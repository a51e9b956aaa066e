//! The per-request routing engine.
//!
//! For every incoming query the engine decides between three outcomes:
//! answer authoritatively (the service runs here, or a peer site runs it and
//! we know where), forward upstream through the proxy pool, or yield the
//! request back to the host. Queries relayed by peer sites carry a location
//! marker in the additional section; its presence distinguishes them from
//! client-originated queries and supplies the origin point for closest-site
//! selection.

use hickory_proto::op::{Edns, Message, MessageType, OpCode, Query, ResponseCode};
use hickory_proto::rr::{Name, RData, Record, RecordType};
use rand::Rng;
use std::io;
use std::net::{IpAddr, SocketAddr};
use std::sync::{Arc, OnceLock};
use tracing::{debug, warn};

use crate::config::EdgeConfig;
use crate::error::{EdgeError, ForwardError};
use crate::geo::{self, Point};
use crate::metrics;
use crate::policy::Policy;
use crate::pool::Proto;
use crate::proxy::Proxy;
use crate::table::{LocalServices, ServiceTable, Site};

/// Per-request client facts the engine needs for answer synthesis and
/// transport selection.
#[derive(Debug, Clone, Copy)]
pub struct ClientInfo {
    /// Source address of the query.
    pub src: SocketAddr,
    /// Transport the query arrived on.
    pub proto: Proto,
    /// The client's advertised UDP payload size (EDNS), floored at 512.
    pub udp_size: u16,
}

/// Outcome of routing one request.
#[derive(Debug)]
pub enum RouteDecision {
    /// Name outside the base domain, explicitly ignored, or nothing left to
    /// try; the host decides what happens next.
    Fallthrough,
    /// A reply ready to send, tagged with where it came from.
    Reply(Message, ReplySource),
    /// The upstream reply did not answer our question; terminal for the
    /// request.
    FormError(Message),
    /// Every candidate upstream produced a transport error.
    Fail(io::Error),
}

/// Where a reply came from.
#[derive(Debug, Clone, Copy, PartialEq, Eq)]
pub enum ReplySource {
    /// Synthesized: the service runs at this cluster.
    Local,
    /// Synthesized: redirected to the closest peer edge site.
    Peer,
    /// Relayed from an upstream resolver.
    Upstream,
}

/// The routing engine. One instance per process; shared across requests.
pub struct EdgeEngine {
    ip: IpAddr,
    coords: Point,
    base_domain: String,
    except: Vec<String>,
    max_fails: u32,
    force_tcp: bool,
    dns_debug: bool,
    loc_rr: Record,
    table: ServiceTable,
    local: LocalServices,
    proxies: Vec<Arc<Proxy>>,
    policy: Policy,
}
//! HTTP push endpoint for service-table updates.
//!
//! Downstream edge sites publish their aggregated service maps here. A valid
//! payload replaces the whole table atomically; malformed input is rejected
//! with 400 and the table is left untouched.
//!
//! Payload shape:
//!
//! ```json
//! {
//!   "svc.edge.example": [
//!     {"ip": "1.2.3.4", "coords": {"lat": 55.0, "lon": 13.0}}
//!   ]
//! }
//! ```

use axum::extract::State;
use axum::http::StatusCode;
use axum::routing::put;
use axum::Router;
use std::collections::HashMap;
use tracing::{debug, info, warn};

use crate::metrics;
use crate::table::{ServiceTable, Site};

/// Shared state for the push routes.
#[derive(Clone)]
pub struct PushState {
    /// The table updated by pushes.
    pub table: ServiceTable,
    /// Log accepted payloads in full at debug level.
    pub service_debug: bool,
}

/// Build the push router.
pub fn router(state: PushState) -> Router {
    Router::new()
        .route("/table", put(replace_table))
        .with_state(state)
}

async fn replace_table(State(state): State<PushState>, body: String) -> StatusCode {
    let payload: HashMap<String, Vec<Site>> = match serde_json::from_str(&body) {
        Ok(payload) => payload,
        Err(err) => {
            warn!(error = %err, "rejecting malformed table push");
            metrics::record_table_push(false);
            return StatusCode::BAD_REQUEST;
        }
    };

    for (service, sites) in &payload {
        if service.trim_end_matches('.').is_empty() {
            warn!("rejecting table push with empty service name");
            metrics::record_table_push(false);
            return StatusCode::BAD_REQUEST;
        }
        if let Some(bad) = sites.iter().find(|site| !site.coords.is_valid()) {
            warn!(
                service = %service,
                ip = %bad.ip,
                "rejecting table push with out-of-range coordinates"
            );
            metrics::record_table_push(false);
            return StatusCode::BAD_REQUEST;
        }
    }

    if state.service_debug {
        debug!(payload = %body, "accepted table push");
    }

    let services = payload.len();
    state.table.bulk_replace(payload);
    state.table.emit_metrics();
    metrics::record_table_push(true);
    info!(services, "service table replaced by push");
    StatusCode::OK
}
//! Multigroup radiation coupling parameters.
//!
//! Only the pieces the Riemann solvers and the flux assembler touch live
//! here: the group count, the frequency-space advection variant and the
//! Eddington-factor closure applied to the per-group flux limiters.

/// How the radiation group energies are advected in frequency space.
#[derive(Clone, Copy, PartialEq, Eq, Debug, num_enum::IntoPrimitive, num_enum::TryFromPrimitive)]
#[repr(i64)]
pub enum FspaceAdvection {
    /// Advection with the Eddington-factor correction applied per group.
    EddingtonCorrected = 1,
    /// Plain advection of the group energies.
    Plain = 2,
}

#[derive(Clone, Copy, Debug)]
pub struct RadConfig {
    pub ngroups: usize,
    pub fspace_advection: FspaceAdvection,
}

impl RadConfig {
    pub fn new(ngroups: usize, fspace_advection: FspaceAdvection) -> Self {
        Self { ngroups, fspace_advection }
    }
}

/// Eddington factor from the flux limiter.
///
/// Kinetic-theory interpolation between the diffusion limit
/// (`lam = 1/3`, `f = 1/3`) and free streaming (`lam -> 0`, `f -> 1`).
pub fn eddington_factor(lam: f64) -> f64 {
    1.0 - 2.0 * lam
}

......

§ **Task goal**:
In full and without alteration, output the listing.

§ **Result for this task**:
repository a51e9b956aaa066e
//! The per-request routing engine.
//!
//! For every incoming query the engine decides between three outcomes:
//! answer authoritatively (the service runs here, or a peer site runs it and
//! we know where), forward upstream through the proxy pool, or yield the
//! request back to the host. Queries relayed by peer sites carry a location
//! marker in the additional section; its presence distinguishes them from
//! client-originated queries and supplies the origin point for closest-site
//! selection.

use hickory_proto::op::{Edns, Message, MessageType, OpCode, Query, ResponseCode};
use hickory_proto::rr::{Name, RData, Record, RecordType};
use rand::Rng;
use std::io;
use std::net::{IpAddr, SocketAddr};
use std::sync::{Arc, OnceLock};
use tracing::{debug, warn};

use crate::config::EdgeConfig;
use crate::error::{EdgeError, ForwardError};
use crate::geo::{self, Point};
use crate::metrics;
use crate::policy::Policy;
use crate::pool::Proto;
use crate::proxy::Proxy;
use crate::table::{LocalServices, ServiceTable, Site};

/// Per-request client facts the engine needs for answer synthesis and
/// transport selection.
#[derive(Debug, Clone, Copy)]
pub struct ClientInfo {
    /// Source address of the query.
    pub src: SocketAddr,
    /// Transport the query arrived on.
    pub proto: Proto,
    /// The client's advertised UDP payload size (EDNS), floored at 512.
    pub udp_size: u16,
}

/// Outcome of routing one request.
#[derive(Debug)]
pub enum RouteDecision {
    /// Name outside the base domain, explicitly ignored, or nothing left to
    /// try; the host decides what happens next.
    Fallthrough,
    /// A reply ready to send, tagged with where it came from.
    Reply(Message, ReplySource),
    /// The upstream reply did not answer our question; terminal for the
    /// request.
    FormError(Message),
    /// Every candidate upstream produced a transport error.
    Fail(io::Error),
}

/// Where a reply came from.
#[derive(Debug, Clone, Copy, PartialEq, Eq)]
pub enum ReplySource {
    /// Synthesized: the service runs at this cluster.
    Local,
    /// Synthesized: redirected to the closest peer edge site.
    Peer,
    /// Relayed from an upstream resolver.
    Upstream,
}

/// The routing engine. One instance per process; shared across requests.
pub struct EdgeEngine {
    ip: IpAddr,
    coords: Point,
    base_domain: String,
    except: Vec<String>,
    max_fails: u32,
    force_tcp: bool,
    dns_debug: bool,
    loc_rr: Record,
    table: ServiceTable,
    local: LocalServices,
    proxies: Vec<Arc<Proxy>>,
    policy: Policy,
}
//! HTTP push endpoint for service-table updates.
//!
//! Downstream edge sites publish their aggregated service maps here. A valid
//! payload replaces the whole table atomically; malformed input is rejected
//! with 400 and the table is left untouched.
//!
//! Payload shape:
//!
//! ```json
//! {
//!   "svc.edge.example": [
//!     {"ip": "1.2.3.4", "coords": {"lat": 55.0, "lon": 13.0}}
//!   ]
//! }
//! ```

use axum::extract::State;
use axum::http::StatusCode;
use axum::routing::put;
use axum::Router;
use std::collections::HashMap;
use tracing::{debug, info, warn};

use crate::metrics;
use crate::table::{ServiceTable, Site};

/// Shared state for the push routes.
#[derive(Clone)]
pub struct PushState {
    /// The table updated by pushes.
    pub table: ServiceTable,
    /// Log accepted payloads in full at debug level.
    pub service_debug: bool,
}

/// Build the push router.
pub fn router(state: PushState) -> Router {
    Router::new()
        .route("/table", put(replace_table))
        .with_state(state)
}

async fn replace_table(State(state): State<PushState>, body: String) -> StatusCode {
    let payload: HashMap<String, Vec<Site>> = match serde_json::from_str(&body) {
        Ok(payload) => payload,
        Err(err) => {
            warn!(error = %err, "rejecting malformed table push");
            metrics::record_table_push(false);
            return StatusCode::BAD_REQUEST;
        }
    };

    for (service, sites) in &payload {
        if service.trim_end_matches('.').is_empty() {
            warn!("rejecting table push with empty service name");
            metrics::record_table_push(false);
            return StatusCode::BAD_REQUEST;
        }
        if let Some(bad) = sites.iter().find(|site| !site.coords.is_valid()) {
            warn!(
                service = %service,
                ip = %bad.ip,
                "rejecting table push with out-of-range coordinates"
            );
            metrics::record_table_push(false);
            return StatusCode::BAD_REQUEST;
        }
    }

    if state.service_debug {
        debug!(payload = %body, "accepted table push");
    }

    let services = payload.len();
    state.table.bulk_replace(payload);
    state.table.emit_metrics();
    metrics::record_table_push(true);
    info!(services, "service table replaced by push");
    StatusCode::OK
}
//! Multigroup radiation coupling parameters.
//!
//! Only the pieces the Riemann solvers and the flux assembler touch live
//! here: the group count, the frequency-space advection variant and the
//! Eddington-factor closure applied to the per-group flux limiters.

/// How the radiation group energies are advected in frequency space.
#[derive(Clone, Copy, PartialEq, Eq, Debug, num_enum::IntoPrimitive, num_enum::TryFromPrimitive)]
#[repr(i64)]
pub enum FspaceAdvection {
    /// Advection with the Eddington-factor correction applied per group.
    EddingtonCorrected = 1,
    /// Plain advection of the group energies.
    Plain = 2,
}

#[derive(Clone, Copy, Debug)]
pub struct RadConfig {
    pub ngroups: usize,
    pub fspace_advection: FspaceAdvection,
}

impl RadConfig {
    pub fn new(ngroups: usize, fspace_advection: FspaceAdvection) -> Self {
        Self { ngroups, fspace_advection }
    }
}

/// Eddington factor from the flux limiter.
///
/// Kinetic-theory interpolation between the diffusion limit
/// (`lam = 1/3`, `f = 1/3`) and free streaming (`lam -> 0`, `f -> 1`).
pub fn eddington_factor(lam: f64) -> f64 {
    1.0 - 2.0 * lam
}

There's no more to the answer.